The current version of the catalogue standards is based on material submitted to POSC
beginning in March 2002 from work done by Shell Expro and continuing through
refinement submitted through the end of 2002 by Flare Consultants. The current
specifications are considered a draft baseline intended to evolve into stable
and complete industry standards. The catalogue standards cover a wide range of E&P
documents and digital data sources. To the extent possible, the catalogue
standards do not depend on or promulgate any specific organizational structure or technical tools.
POSC's
commitment to evolve and manage cataloguing standards developed during 2002
through three public workshops and an agreement by the POSC Data Store Solutions
Special Interest Group (DSS SIG) to be the user community and source of
requirements in this area.
High-Level Cataloguing Concepts
The motivation for implementing high-level E&P catalogues
was characterized by Shell Expro in their internal Discovery project as
"making a step change in the way Shell Expro manages knowledge, information
and data." A wide variety of problems were identified and addressed by
Shell Expro -- from excessive rework time, lack of clear responsibilities, poor
quality and accessibility, loss of knowledge due to lack of context, and lack of
adequate conventions and standards.
One fundamental principle that came from this work is known as
the Principle of Data Entropy:
The quality and accessibility of
knowledge, information, and data will always deteriorate with time in active
environments unless effort (= energy) is spent.
Another fundamental principle is known as the K-I-D Principle:
Knowledge, information, and data
(K-I-D) are a continuum and should be managed by a coordinated set of management
processes. Whether something is knowledge, information, or data depends largely
on the viewpoint of the reader.

Active E&P projects tend to be short-term, dynamic,
innovative, and creative, making information management virtually too hot to
handle. Project results, however, require controlled information management when
they are ready to move to long-term, static preservation for future learning and
re-use. In the critical phase of publishing project results, effort must be
expended to add order, context, and structure to the results.
Another aspect of the completeness of the cataloguing approach
is the Principle of Document and Digital Database Integration or the Extended
Document Concept:
An information item (or more
correctly, a K-I-D item) is a carrier of knowledge, information, and/or data
independent of representation of its content. This includes both documents
(digital and physical) and the results of digital database queries.

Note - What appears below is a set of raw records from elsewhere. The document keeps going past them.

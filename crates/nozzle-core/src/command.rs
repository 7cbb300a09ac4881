//! Interactive command controller
//!
//! Drives one "generate nozzle" command through its lifecycle: the host
//! creates it, the user edits inputs and previews, then the command either
//! executes (committing the sketch) or is destroyed.

use std::fmt;

use nozzle_cad::{SketchSurface, UnitsManager};
use thiserror::Error;

use crate::constants::DEFAULT_PRESET_NAME;
use crate::error::NozzleError;
use crate::generator::{GenerationReport, SketchGenerator};
use crate::parameters::{NozzleParameters, ParameterField};
use crate::presets::PresetRegistry;

/// Lifecycle state of a [`NozzleCommand`]
#[derive(Debug, Clone, Copy, PartialEq, Eq, Default)]
pub enum CommandState {
    #[default]
    Idle,
    Configuring,
    Executing,
    Destroyed,
}

impl fmt::Display for CommandState {
    fn fmt(&self, f: &mut fmt::Formatter<'_>) -> fmt::Result {
        let name = match self {
            CommandState::Idle => "idle",
            CommandState::Configuring => "configuring",
            CommandState::Executing => "executing",
            CommandState::Destroyed => "destroyed",
        };
        f.write_str(name)
    }
}

/// A change to one of the command's inputs
#[derive(Debug, Clone, PartialEq)]
pub enum CommandInput {
    /// A preset was picked; every dimension input is overwritten
    Preset(String),
    /// One dimension was edited, in millimeters (degrees for the angle)
    Dimension(ParameterField, f64),
}

/// Errors raised by the command controller
#[derive(Debug, Clone, Error)]
pub enum CommandError {
    #[error("Cannot {operation} while {state}")]
    InvalidState {
        operation: &'static str,
        state: CommandState,
    },

    #[error(transparent)]
    Nozzle(#[from] NozzleError),
}

/// Result type for command operations
pub type CommandResult<T> = Result<T, CommandError>;

/// Controller for a single nozzle command
#[derive(Debug, Clone)]
pub struct NozzleCommand {
    state: CommandState,
    registry: PresetRegistry,
    generator: SketchGenerator,
    inputs: NozzleParameters,
}

impl NozzleCommand {
    /// Create a new idle command.
    ///
    /// Inputs start out as the registry's `default` preset, or the built-in
    /// one when the registry does not have it.
    pub fn new(registry: PresetRegistry, generator: SketchGenerator) -> Self {
        let inputs = registry
            .preset_by_name(DEFAULT_PRESET_NAME)
            .unwrap_or_else(|_| crate::presets::default_nozzle());
        Self {
            state: CommandState::Idle,
            registry,
            generator,
            inputs,
        }
    }

    /// Get the current state
    pub fn state(&self) -> CommandState {
        self.state
    }

    /// Get the current inputs
    pub fn inputs(&self) -> &NozzleParameters {
        &self.inputs
    }

    /// Open the command and fill inputs from the default preset
    pub fn create(&mut self) -> CommandResult<()> {
        self.require("create", CommandState::Idle)?;
        if let Ok(preset) = self.registry.preset_by_name(DEFAULT_PRESET_NAME) {
            self.inputs = preset;
        }
        self.state = CommandState::Configuring;
        tracing::debug!("Nozzle command created with '{}'", self.inputs.name);
        Ok(())
    }

    /// Apply an input change
    pub fn input_changed(&mut self, input: CommandInput) -> CommandResult<()> {
        self.require("change inputs", CommandState::Configuring)?;
        match input {
            CommandInput::Preset(name) => {
                self.inputs = self.registry.preset_by_name(&name)?;
                tracing::debug!("Applied preset '{}'", name);
            }
            CommandInput::Dimension(field, value) => {
                self.inputs = self.inputs.with(field, value);
            }
        }
        Ok(())
    }

    /// Draw the current inputs without leaving the configuring state
    pub fn preview(
        &self,
        surface: &mut dyn SketchSurface,
        units: &dyn UnitsManager,
    ) -> CommandResult<GenerationReport> {
        self.require("preview", CommandState::Configuring)?;
        Ok(self.generator.generate(&self.inputs, surface, units)?)
    }

    /// Draw the current inputs and finish the command.
    ///
    /// On failure the command returns to configuring so the user can fix
    /// the inputs.
    pub fn execute(
        &mut self,
        surface: &mut dyn SketchSurface,
        units: &dyn UnitsManager,
    ) -> CommandResult<GenerationReport> {
        self.require("execute", CommandState::Configuring)?;
        self.state = CommandState::Executing;
        match self.generator.generate(&self.inputs, surface, units) {
            Ok(report) => {
                self.state = CommandState::Destroyed;
                Ok(report)
            }
            Err(e) => {
                self.state = CommandState::Configuring;
                Err(e.into())
            }
        }
    }

    /// Tear the command down. Allowed from any state.
    pub fn destroy(&mut self) {
        if self.state != CommandState::Destroyed {
            tracing::debug!("Nozzle command destroyed while {}", self.state);
        }
        self.state = CommandState::Destroyed;
    }

    fn require(&self, operation: &'static str, expected: CommandState) -> CommandResult<()> {
        if self.state == expected {
            Ok(())
        } else {
            Err(CommandError::InvalidState {
                operation,
                state: self.state,
            })
        }
    }
}

impl Default for NozzleCommand {
    fn default() -> Self {
        Self::new(PresetRegistry::builtin(), SketchGenerator::default())
    }
}

#[cfg(test)]
mod tests {
    use super::*;
    use crate::presets::default_nozzle;
    use nozzle_cad::{FixedUnits, NullSurface, Sketch, SurfaceError};

    fn configuring() -> NozzleCommand {
        let mut command = NozzleCommand::default();
        command.create().unwrap();
        command
    }

    #[test]
    fn test_create_fills_default_preset() {
        let mut command = NozzleCommand::default();
        assert_eq!(command.state(), CommandState::Idle);

        command.create().unwrap();
        assert_eq!(command.state(), CommandState::Configuring);
        assert_eq!(command.inputs(), &default_nozzle());
    }

    #[test]
    fn test_create_twice_fails() {
        let mut command = configuring();
        let err = command.create().unwrap_err();
        assert!(matches!(
            err,
            CommandError::InvalidState {
                state: CommandState::Configuring,
                ..
            }
        ));
    }

    #[test]
    fn test_dimension_input() {
        let mut command = configuring();
        command
            .input_changed(CommandInput::Dimension(ParameterField::ExitRadius, 2.0))
            .unwrap();
        assert_eq!(command.inputs().exit_radius, 2.0);
        assert_eq!(command.inputs().throat_radius, default_nozzle().throat_radius);
    }

    #[test]
    fn test_preset_overwrites_every_dimension() {
        let mut registry = PresetRegistry::builtin();
        let mut short = default_nozzle();
        short.name = "short".to_string();
        short.chamber_length = 40.0;
        short.chamber_cylinder_length = 30.0;
        registry.insert(short.clone());

        let mut command = NozzleCommand::new(registry, SketchGenerator::default());
        command.create().unwrap();
        command
            .input_changed(CommandInput::Dimension(ParameterField::DivergenceRadius, 5.0))
            .unwrap();
        command
            .input_changed(CommandInput::Preset("short".to_string()))
            .unwrap();

        assert_eq!(command.inputs(), &short);
    }

    #[test]
    fn test_unknown_preset_input() {
        let mut command = configuring();
        let err = command
            .input_changed(CommandInput::Preset("nonexistent".to_string()))
            .unwrap_err();
        assert!(matches!(
            err,
            CommandError::Nozzle(NozzleError::UnknownPreset(_))
        ));
        assert_eq!(command.inputs(), &default_nozzle());
    }

    #[test]
    fn test_preview_keeps_configuring() {
        let command = configuring();
        let mut sketch = Sketch::new("preview");
        let report = command.preview(&mut sketch, &FixedUnits::default()).unwrap();

        assert_eq!(report.profiles.len(), 4);
        assert_eq!(command.state(), CommandState::Configuring);
    }

    #[test]
    fn test_execute_finishes_command() {
        let mut command = configuring();
        let mut sketch = Sketch::new("nozzle");
        command.execute(&mut sketch, &FixedUnits::default()).unwrap();

        assert_eq!(command.state(), CommandState::Destroyed);
        assert_eq!(sketch.constraint_count(), 60);
    }

    #[test]
    fn test_failed_execute_returns_to_configuring() {
        let mut command = configuring();
        let err = command
            .execute(&mut NullSurface, &FixedUnits::default())
            .unwrap_err();

        assert!(matches!(
            err,
            CommandError::Nozzle(NozzleError::Surface(SurfaceError::SurfaceNotAvailable(_)))
        ));
        assert_eq!(command.state(), CommandState::Configuring);
    }

    #[test]
    fn test_invalid_inputs_block_execute() {
        let mut command = configuring();
        command
            .input_changed(CommandInput::Dimension(ParameterField::ThroatRadius, -1.0))
            .unwrap();
        let mut sketch = Sketch::new("nozzle");

        let err = command
            .execute(&mut sketch, &FixedUnits::default())
            .unwrap_err();
        assert!(matches!(
            err,
            CommandError::Nozzle(NozzleError::InvalidParameters(_))
        ));
        assert_eq!(sketch.entity_count(), 1);
        assert_eq!(command.state(), CommandState::Configuring);
    }

    #[test]
    fn test_destroy_from_any_state() {
        let mut idle = NozzleCommand::default();
        idle.destroy();
        assert_eq!(idle.state(), CommandState::Destroyed);

        let mut command = configuring();
        command.destroy();
        command.destroy();
        assert_eq!(command.state(), CommandState::Destroyed);

        let err = command
            .preview(&mut Sketch::new("late"), &FixedUnits::default())
            .unwrap_err();
        assert!(matches!(
            err,
            CommandError::InvalidState {
                operation: "preview",
                state: CommandState::Destroyed
            }
        ));
    }

    #[test]
    fn test_input_before_create_fails() {
        let mut command = NozzleCommand::default();
        let result = command.input_changed(CommandInput::Dimension(ParameterField::ExitLength, 10.0));
        assert!(matches!(result, Err(CommandError::InvalidState { .. })));
    }
}
#[cfg(test)]
mod tests {
    use super::*;
    use approx::assert_relative_eq;

    #[test]
    fn test_new_sketch_has_origin() {
        let sketch = Sketch::new("test");
        assert_eq!(sketch.entity_count(), 1);
        assert_eq!(sketch.point_position(sketch.origin_id()), Some(DVec2::ZERO));
        assert_eq!(sketch.origin().id, sketch.origin_id());
    }

    #[test]
    fn test_line_and_distance_dimension() {
        let mut sketch = Sketch::new("test");
        let origin = sketch.origin();
        let end = sketch.add_point(DVec2::new(0.0, 11.59)).unwrap();
        let line = sketch.add_line(&origin, &end, LineKind::Construction).unwrap();
        sketch.add_vertical(&line).unwrap();
        sketch
            .add_distance_dimension(&line.start, &line.end, DVec2::new(-0.05, 5.795))
            .unwrap();

        let dimension = sketch.constraints_iter().last().unwrap();
        assert_relative_eq!(dimension.value().unwrap(), 11.59, epsilon = 1e-12);
        assert!(sketch.get_entity(line.id).unwrap().is_construction());
        assert_eq!(sketch.constraint_count(), 2);
    }

    #[test]
    fn test_zero_length_line_rejected() {
        let mut sketch = Sketch::new("test");
        let origin = sketch.origin();
        let result = sketch.add_line(&origin, &origin, LineKind::Normal);
        assert!(matches!(result, Err(SurfaceError::InvalidGeometry(_))));
    }

    #[test]
    fn test_unknown_point_rejected() {
        let mut sketch = Sketch::new("test");
        let origin = sketch.origin();
        let stray = PointHandle::new(Uuid::new_v4(), DVec2::new(1.0, 1.0));
        let result = sketch.add_line(&origin, &stray, LineKind::Normal);
        assert!(matches!(result, Err(SurfaceError::UnknownEntity(id)) if id == stray.id));
    }

    #[test]
    fn test_arc_creates_center_and_end() {
        let mut sketch = Sketch::new("test");
        let start = sketch.add_point(DVec2::new(5.0, 10.0)).unwrap();
        let arc = sketch.add_arc(&start, 2.0, ArcOrientation::Q4).unwrap();

        assert_eq!(arc.start.id, start.id);
        assert_eq!(arc.center.position, DVec2::new(3.0, 10.0));
        assert_relative_eq!(arc.end.position.distance(arc.center.position), 2.0, epsilon = 1e-12);
        // origin + start + center + end + arc
        assert_eq!(sketch.entity_count(), 5);
    }

    #[test]
    fn test_tangent_rejects_construction_line() {
        let mut sketch = Sketch::new("test");
        let origin = sketch.origin();
        let top = sketch.add_point(DVec2::new(0.0, 4.0)).unwrap();
        let axis = sketch.add_line(&origin, &top, LineKind::Construction).unwrap();
        let arc = sketch.add_arc(&top, 1.0, ArcOrientation::Q2).unwrap();

        let result = sketch.add_tangent(axis.into(), arc.into());
        assert!(matches!(result, Err(SurfaceError::ConstructionTangent(id)) if id == axis.id));
        assert_eq!(sketch.constraint_count(), 0);
    }

    #[test]
    fn test_vertical_rejects_arc() {
        let mut sketch = Sketch::new("test");
        let start = sketch.add_point(DVec2::new(1.0, 1.0)).unwrap();
        let arc = sketch.add_arc(&start, 1.0, ArcOrientation::Q1).unwrap();
        let fake_line = LineHandle {
            id: arc.id,
            start: arc.start,
            end: arc.end,
            kind: LineKind::Normal,
        };
        let result = sketch.add_vertical(&fake_line);
        assert!(matches!(result, Err(SurfaceError::NotALine(_))));
    }

    #[test]
    fn test_angular_dimension_measures_when_not_driven() {
        let mut sketch = Sketch::new("test");
        let origin = sketch.origin();
        let right = sketch.add_point(DVec2::new(1.0, 0.0)).unwrap();
        let up = sketch.add_point(DVec2::new(0.0, 1.0)).unwrap();
        let a = sketch.add_line(&origin, &right, LineKind::Normal).unwrap();
        let b = sketch.add_line(&origin, &up, LineKind::Normal).unwrap();

        sketch.add_angular_dimension(&a, &b, DVec2::ZERO, None).unwrap();
        sketch
            .add_angular_dimension(&a, &b, DVec2::ZERO, Some(-30.0))
            .unwrap();

        let values: Vec<f64> = sketch.constraints_iter().filter_map(|c| c.value()).collect();
        assert_relative_eq!(values[0], 90.0, epsilon = 1e-9);
        assert_eq!(values[1], -30.0);
    }

    #[test]
    fn test_ron_round_trip_keeps_order() {
        let mut sketch = Sketch::new("round trip");
        let origin = sketch.origin();
        let p = sketch.add_point(DVec2::new(2.0, 3.0)).unwrap();
        let line = sketch.add_line(&origin, &p, LineKind::Normal).unwrap();
        sketch.add_horizontal(&line).unwrap();

        let content = sketch.to_ron_string().unwrap();
        let loaded = Sketch::from_ron_str(&content).unwrap();

        assert_eq!(loaded.name, "round trip");
        assert_eq!(loaded.origin_id(), sketch.origin_id());
        let ids: Vec<Uuid> = loaded.entities_iter().map(SketchEntity::id).collect();
        let expected: Vec<Uuid> = sketch.entities_iter().map(SketchEntity::id).collect();
        assert_eq!(ids, expected);
        assert_eq!(loaded.line_endpoints(line.id), Some((DVec2::ZERO, DVec2::new(2.0, 3.0))));
        assert_eq!(loaded.constraint_count(), 1);
    }

    #[test]
    fn test_save_writes_file() {
        let dir = tempfile::tempdir().unwrap();
        let path = dir.path().join("sketch.ron");
        Sketch::new("saved").save(&path).unwrap();

        let content = std::fs::read_to_string(&path).unwrap();
        let loaded = Sketch::from_ron_str(&content).unwrap();
        assert_eq!(loaded.name, "saved");
    }
}
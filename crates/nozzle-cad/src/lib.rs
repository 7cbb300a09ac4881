//! Sketch Surface Abstraction for the Nozzle Generator
//!
//! This crate provides:
//! - The drawing-surface and unit-conversion traits a host sketch implements
//! - Sketch constraints and an in-memory recording sketch
//! - A structural audit of recorded sketches
//! - DXF export of recorded profiles

pub mod export;
pub mod sketch;
pub mod surface;

// Re-exports for convenience
pub use export::{DxfDocument, DxfShape};
pub use sketch::{POINT_TOLERANCE, Sketch, SketchAudit, SketchConstraint, SketchEntity};
pub use surface::{
    ARC_SWEEP_DEGREES, ArcHandle, ArcOrientation, CurveRef, FixedUnits, LengthUnit, LineHandle,
    LineKind, NullSurface, PointHandle, SketchSurface, SurfaceError, SurfaceResult, UnitsManager,
    UnknownUnit,
};
//! Nozzle profile sketch generator
//!
//! Turns a set of [`NozzleParameters`] into points, lines, arcs and
//! constraints on a [`SketchSurface`]. A run draws the two shared symmetry
//! axes once, then one profile per wall boundary (inner wall, channel and
//! outer wall), each with the chamber, throat and exit radii grown by the
//! boundary's radial offset.
//!
//! Parameters are validated before anything is drawn. Once drawing starts,
//! the first surface error aborts the run and whatever was already drawn
//! stays on the surface.

mod profile;

use nozzle_cad::{LengthUnit, SketchSurface, UnitsManager};
use serde::Serialize;

use crate::error::NozzleResult;
use crate::options::GeneratorOptions;
use crate::parameters::NozzleParameters;

use profile::ProfileBuilder;

/// Summary of one drawn profile
#[derive(Debug, Clone, PartialEq, Serialize)]
pub struct ProfileReport {
    /// Radial offset of this profile, in millimeters
    pub offset_mm: f64,
    /// Exit angle in degrees
    pub exit_angle: f64,
    /// Chamber radius in internal units
    pub chamber_radius: f64,
    /// Throat radius in internal units
    pub throat_radius: f64,
    /// Exit radius in internal units
    pub exit_radius: f64,
}

/// Summary of a successful generation run
#[derive(Debug, Clone, PartialEq, Serialize)]
pub struct GenerationReport {
    /// Unit the sketch was drawn in
    pub internal_units: LengthUnit,
    /// Chamber plus exit length, in internal units
    pub nozzle_length: f64,
    /// Profiles in drawing order, innermost first
    pub profiles: Vec<ProfileReport>,
}

/// Draws nozzle profiles onto sketch surfaces
#[derive(Debug, Clone, Default)]
pub struct SketchGenerator {
    options: GeneratorOptions,
}

impl SketchGenerator {
    /// Create a new generator
    pub fn new(options: GeneratorOptions) -> Self {
        Self { options }
    }

    /// Validate `params` and draw the full nozzle sketch on `surface`
    pub fn generate(
        &self,
        params: &NozzleParameters,
        surface: &mut dyn SketchSurface,
        units: &dyn UnitsManager,
    ) -> NozzleResult<GenerationReport> {
        if let Err(e) = params.validate().and_then(|_| self.options.validate()) {
            tracing::warn!("Rejected nozzle '{}': {}", params.name, e);
            return Err(e);
        }

        tracing::info!(
            nozzle = %params.name,
            surface = surface.name(),
            units = %units.internal_units(),
            "Generating nozzle sketch"
        );

        self.draw(params, surface, units).inspect_err(|e| {
            tracing::warn!("Nozzle sketch generation for '{}' failed: {}", params.name, e);
        })
    }

    fn draw(
        &self,
        params: &NozzleParameters,
        surface: &mut dyn SketchSurface,
        units: &dyn UnitsManager,
    ) -> NozzleResult<GenerationReport> {
        let base = params.to_units(units);
        let mut builder = ProfileBuilder::new(
            surface,
            self.options.label_offset,
            self.options.helper_line_length,
        );

        let axes = builder.draw_axes(&base)?;

        let mut profiles = Vec::with_capacity(4);
        for offset_mm in self.options.wall_layers.offsets() {
            let offset_params = base.with_radius_offset(units.from_millimeters(offset_mm));
            tracing::debug!(
                offset_mm,
                throat_radius = offset_params.throat_radius,
                "Drawing profile"
            );
            builder.draw_profile(&offset_params, &axes)?;

            profiles.push(ProfileReport {
                offset_mm,
                exit_angle: offset_params.exit_angle(),
                chamber_radius: offset_params.chamber_radius,
                throat_radius: offset_params.throat_radius,
                exit_radius: offset_params.exit_radius,
            });
        }

        Ok(GenerationReport {
            internal_units: units.internal_units(),
            nozzle_length: base.nozzle_length(),
            profiles,
        })
    }
}
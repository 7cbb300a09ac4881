//! Sketch Constraints
//!
//! Geometric and dimensional constraints recorded against sketch entities.

use glam::DVec2;
use serde::{Deserialize, Serialize};
use uuid::Uuid;

/// A constraint between sketch entities
#[derive(Debug, Clone, PartialEq, Serialize, Deserialize)]
pub enum SketchConstraint {
    // ============== Geometric Constraints ==============
    /// A line is horizontal (parallel to X axis)
    Horizontal {
        /// Unique identifier
        id: Uuid,
        /// Line to constrain
        line: Uuid,
    },

    /// A line is vertical (parallel to Y axis)
    Vertical {
        /// Unique identifier
        id: Uuid,
        /// Line to constrain
        line: Uuid,
    },

    /// A curve is tangent to another curve
    Tangent {
        /// Unique identifier
        id: Uuid,
        /// First curve
        curve1: Uuid,
        /// Second curve
        curve2: Uuid,
    },

    // ============== Dimensional Constraints ==============
    /// Distance between two points
    Distance {
        /// Unique identifier
        id: Uuid,
        /// First point
        point1: Uuid,
        /// Second point
        point2: Uuid,
        /// Required distance
        value: f64,
        /// Where the dimension text sits
        label: DVec2,
    },

    /// Angle between two lines
    Angle {
        /// Unique identifier
        id: Uuid,
        /// First line
        line1: Uuid,
        /// Second line
        line2: Uuid,
        /// Angle in degrees
        value: f64,
        /// Where the dimension text sits
        label: DVec2,
    },
}

impl SketchConstraint {
    /// Get the unique ID of this constraint
    pub fn id(&self) -> Uuid {
        match self {
            SketchConstraint::Horizontal { id, .. } => *id,
            SketchConstraint::Vertical { id, .. } => *id,
            SketchConstraint::Tangent { id, .. } => *id,
            SketchConstraint::Distance { id, .. } => *id,
            SketchConstraint::Angle { id, .. } => *id,
        }
    }

    /// Get the type name of this constraint
    pub fn type_name(&self) -> &'static str {
        match self {
            SketchConstraint::Horizontal { .. } => "Horizontal",
            SketchConstraint::Vertical { .. } => "Vertical",
            SketchConstraint::Tangent { .. } => "Tangent",
            SketchConstraint::Distance { .. } => "Distance",
            SketchConstraint::Angle { .. } => "Angle",
        }
    }

    /// Get all entity IDs referenced by this constraint
    pub fn referenced_entities(&self) -> Vec<Uuid> {
        match self {
            SketchConstraint::Horizontal { line, .. } => vec![*line],
            SketchConstraint::Vertical { line, .. } => vec![*line],
            SketchConstraint::Tangent { curve1, curve2, .. } => vec![*curve1, *curve2],
            SketchConstraint::Distance { point1, point2, .. } => vec![*point1, *point2],
            SketchConstraint::Angle { line1, line2, .. } => vec![*line1, *line2],
        }
    }

    /// Get the dimensional value if this is a dimensional constraint
    pub fn value(&self) -> Option<f64> {
        match self {
            SketchConstraint::Distance { value, .. } => Some(*value),
            SketchConstraint::Angle { value, .. } => Some(*value),
            _ => None,
        }
    }

    // ============== Factory Methods ==============

    /// Create a horizontal constraint
    pub fn horizontal(line: Uuid) -> Self {
        SketchConstraint::Horizontal {
            id: Uuid::new_v4(),
            line,
        }
    }

    /// Create a vertical constraint
    pub fn vertical(line: Uuid) -> Self {
        SketchConstraint::Vertical {
            id: Uuid::new_v4(),
            line,
        }
    }

    /// Create a tangent constraint
    pub fn tangent(curve1: Uuid, curve2: Uuid) -> Self {
        SketchConstraint::Tangent {
            id: Uuid::new_v4(),
            curve1,
            curve2,
        }
    }

    /// Create a distance constraint
    pub fn distance(point1: Uuid, point2: Uuid, value: f64, label: DVec2) -> Self {
        SketchConstraint::Distance {
            id: Uuid::new_v4(),
            point1,
            point2,
            value,
            label,
        }
    }

    /// Create an angle constraint (value in degrees)
    pub fn angle(line1: Uuid, line2: Uuid, value: f64, label: DVec2) -> Self {
        SketchConstraint::Angle {
            id: Uuid::new_v4(),
            line1,
            line2,
            value,
            label,
        }
    }
}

Finally, the contrast between content and context led to the
Principle of Context Integration:
Besides its content
(what?), an information item (a K-I-D item) needs accurate and integrated
context describing the resources involved with its creation. These include
people (who?), technology (how?), and process (why? and when?)
A successful high-level catalogue requires a common language,
expressed in best practices and standards, to improve information item quality
(usability, reliability, etc.) and accessibility for individual companies, for
operators and partners, and for exchanging documents regionally and globally.
POSC is committed to evolve and improve cataloguing standards. To accomplish
this, POSC is committed to cooperation with oil companies, solution providers,
as well as government, national, regional, and industry organizations.
What Constitutes a Catalogue Entry?
Peter Drucker is quoted as saying that, "Ninety percent of
communication issues happen at the functional boundaries." We have been
very focused on managing technical detail and technology in functional or
limited databases and file systems. The focus of the cataloguing initiative is
to create catalogue entries at a higher levels for information items that
exhibit key organizational roles, business processes and work products.
Thus, a catalogue entry for an information item (i.e., document
or digital database query result) consists of populating a set of catalogue
attributes with explicit data (e.g., title, author, date) and classifying data
based on reference vocabularies.
Ideally, all of us will use the same cataloguing standards. More
likely, each of us will use a core of common cataloguing attributes, usage
guidelines, and reference vocabularies. Cataloguing solutions can extend
the universal common usage with mappings with local extensions.
Catalogue Attributes
As of the end of 2002, the cataloguing standards published here
by POSC represent a point in a process of evolution and refinement. Most of the
catalogue attributes are well founded, responding to general standards for
document catalogues, such as the Dublin Core. Experience using the catalogue
attributes is growing from the initial base at Shell Expro to several other oil
companies. POSC encourages all oil companies to put the catalogue attributes to
the test and to share both successes and failures with POSC to help improve the
standards in future releases (planned for June and December at least through
2004).
The catalogue attributes are specified in seven groups, known as
sub-catalogue templates. The groupings are: bibliographic, contextual, usage,
system, control, coverage, and relationships. See the detailed definitions in
the specifications accessible through the link below.
Reference Vocabularies
The status of the reference vocabularies is less complete and
stable than that of the attributes. The published vocabularies are suggestive of
the form and level of granularity to be used, but in most cases are incomplete.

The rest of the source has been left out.